This prospectus relates to the offer and sale from time to time by the Selling Stockholders of up to 25,337,835 shares of Common Stock, which represents maximum number of shares of Common Stock issuable upon conversion of the 2026 Notes held by the Selling Stockholders (or the preferred stock, if any, that may be issuable upon conversion of such 2026 Notes), determined as if the 2026 Notes were converted in full (including the maximum number of additional shares issuable upon conversion in connection with a make-whole fundamental change).

The table below lists the Selling Stockholders and other information regarding the beneficial ownership of the shares of Common Stock by each of the Selling Stockholders as of May 24, 2021. The second column lists the number of shares of Common Stock beneficially owned by each Selling Stockholder based on its ownership of shares of Common Stock and the 2026 Notes, assuming full conversion at the initial conversion rate of the 2026 Notes held by the Selling Stockholders (but excluding shares issuable upon conversion in connection with a make-whole fundamental change) after taking into account contractual limitations on conversion applicable to such Selling Stockholder. We have prepared the table based on the information provided to us by the Selling Stockholders and assuming that the Selling Stockholders sell all of the shares of our Common Stock beneficially owned by them (including assuming the conversion of the 2026 Notes) that have been registered by us and do not acquire any additional shares during the offering.

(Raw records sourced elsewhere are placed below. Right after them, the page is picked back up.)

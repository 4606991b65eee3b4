//! Authorized chart reads. None of these write.

use crate::audit::{AuditLog, ChainVerification, HistoryCursor};
use crate::config::ChartConfig;
use crate::db::Database;
use crate::error::{ChartError, ChartResult};
use crate::export::{HistoryExport, TreatmentSummary};
use crate::ledger::GeneralProcedureLedger;
use crate::models::{
    ChartContext, ConditionCatalogEntry, DentalChart, HistoryFilter, Patient,
    ProcedureCatalogEntry, ToothProcedure,
};
use crate::store::ChartStore;

use super::access::{authorize_patient, ClinicAccess};

pub struct ChartQueries<'a> {
    db: &'a Database,
    config: &'a ChartConfig,
    access: &'a dyn ClinicAccess,
}

impl<'a> ChartQueries<'a> {
    pub fn new(db: &'a Database, config: &'a ChartConfig, access: &'a dyn ClinicAccess) -> Self {
        Self { db, config, access }
    }

    pub fn get_patient(&self, ctx: &ChartContext, patient_id: &str) -> ChartResult<Patient> {
        authorize_patient(self.db, self.access, ctx, patient_id)
    }

    /// Patients registered to the context's clinic, by name.
    pub fn list_patients(&self, ctx: &ChartContext) -> ChartResult<Vec<Patient>> {
        self.access.authorize(ctx).map_err(ChartError::Unauthorized)?;
        Ok(self.db.list_patients_for_clinic(&ctx.clinic_id)?)
    }

    pub fn get_chart(&self, ctx: &ChartContext, patient_id: &str) -> ChartResult<DentalChart> {
        let patient = authorize_patient(self.db, self.access, ctx, patient_id)?;
        ChartStore::new(self.db).get_chart(&patient)
    }

    /// Lazy newest-first history for a patient.
    pub fn history(
        &self,
        ctx: &ChartContext,
        patient_id: &str,
        filter: HistoryFilter,
    ) -> ChartResult<HistoryCursor<'a>> {
        let patient = authorize_patient(self.db, self.access, ctx, patient_id)?;
        Ok(self.audit_log().query(&patient.patient_id, filter))
    }

    pub fn general_procedures(&self, ctx: &ChartContext, patient_id: &str) -> ChartResult<Vec<ToothProcedure>> {
        let patient = authorize_patient(self.db, self.access, ctx, patient_id)?;
        GeneralProcedureLedger::new(self.db).list(&patient.patient_id)
    }

    pub fn treatment_summary(&self, ctx: &ChartContext, patient_id: &str) -> ChartResult<TreatmentSummary> {
        let chart = self.get_chart(ctx, patient_id)?;
        Ok(TreatmentSummary::from_chart(&chart))
    }

    /// Export matching history entries with the current chain head.
    pub fn export_history(
        &self,
        ctx: &ChartContext,
        patient_id: &str,
        filter: HistoryFilter,
    ) -> ChartResult<HistoryExport> {
        let patient = authorize_patient(self.db, self.access, ctx, patient_id)?;
        let log = self.audit_log();
        let verification = log.verify_chain(&patient.patient_id)?;
        let entries = log.entries(&patient.patient_id, filter.clone())?;
        Ok(HistoryExport::new(&patient, &filter, entries, verification))
    }

    pub fn verify_chain(&self, ctx: &ChartContext, patient_id: &str) -> ChartResult<ChainVerification> {
        let patient = authorize_patient(self.db, self.access, ctx, patient_id)?;
        self.audit_log().verify_chain(&patient.patient_id)
    }

    // Catalogs are global reference data and need no patient scope.

    pub fn condition_catalog(&self) -> ChartResult<Vec<ConditionCatalogEntry>> {
        Ok(self.db.list_condition_entries()?)
    }

    pub fn procedure_catalog(&self, category: Option<&str>) -> ChartResult<Vec<ProcedureCatalogEntry>> {
        match category {
            Some(category) => Ok(self.db.list_procedure_entries_by_category(category)?),
            None => Ok(self.db.list_procedure_entries()?),
        }
    }

    pub fn search_conditions(&self, query: &str) -> ChartResult<Vec<ConditionCatalogEntry>> {
        Ok(self.db.search_condition_entries(query, self.config.search_limit)?)
    }

    pub fn search_procedures(&self, query: &str) -> ChartResult<Vec<ProcedureCatalogEntry>> {
        Ok(self.db.search_procedure_entries(query, self.config.search_limit)?)
    }

    fn audit_log(&self) -> AuditLog<'a> {
        AuditLog::new(self.db, self.config.history_page_size)
    }
}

The Selling Stockholders may from time to time offer and sell any or all of the shares of our Common Stock set forth below pursuant to this prospectus in accordance with one or more of the methods of distribution described under the caption “Plan of Distribution.” Because the Selling Stockholders may offer all or some portion of shares of our Common Stock, we cannot estimate the number of shares of our Common Stock that will be held by the Selling Stockholders upon termination of any offering. We cannot advise you as to whether the Selling Stockholders will in fact sell any or all of such shares of our Common Stock. In addition, the Selling Stockholders may have sold, transferred or otherwise disposed of, or may sell, transfer or otherwise dispose of, at any time and from time to time, the shares of our Common Stock in transactions exempt from the registration requirements of the Securities Act after the date as of which the information is set forth on the table below.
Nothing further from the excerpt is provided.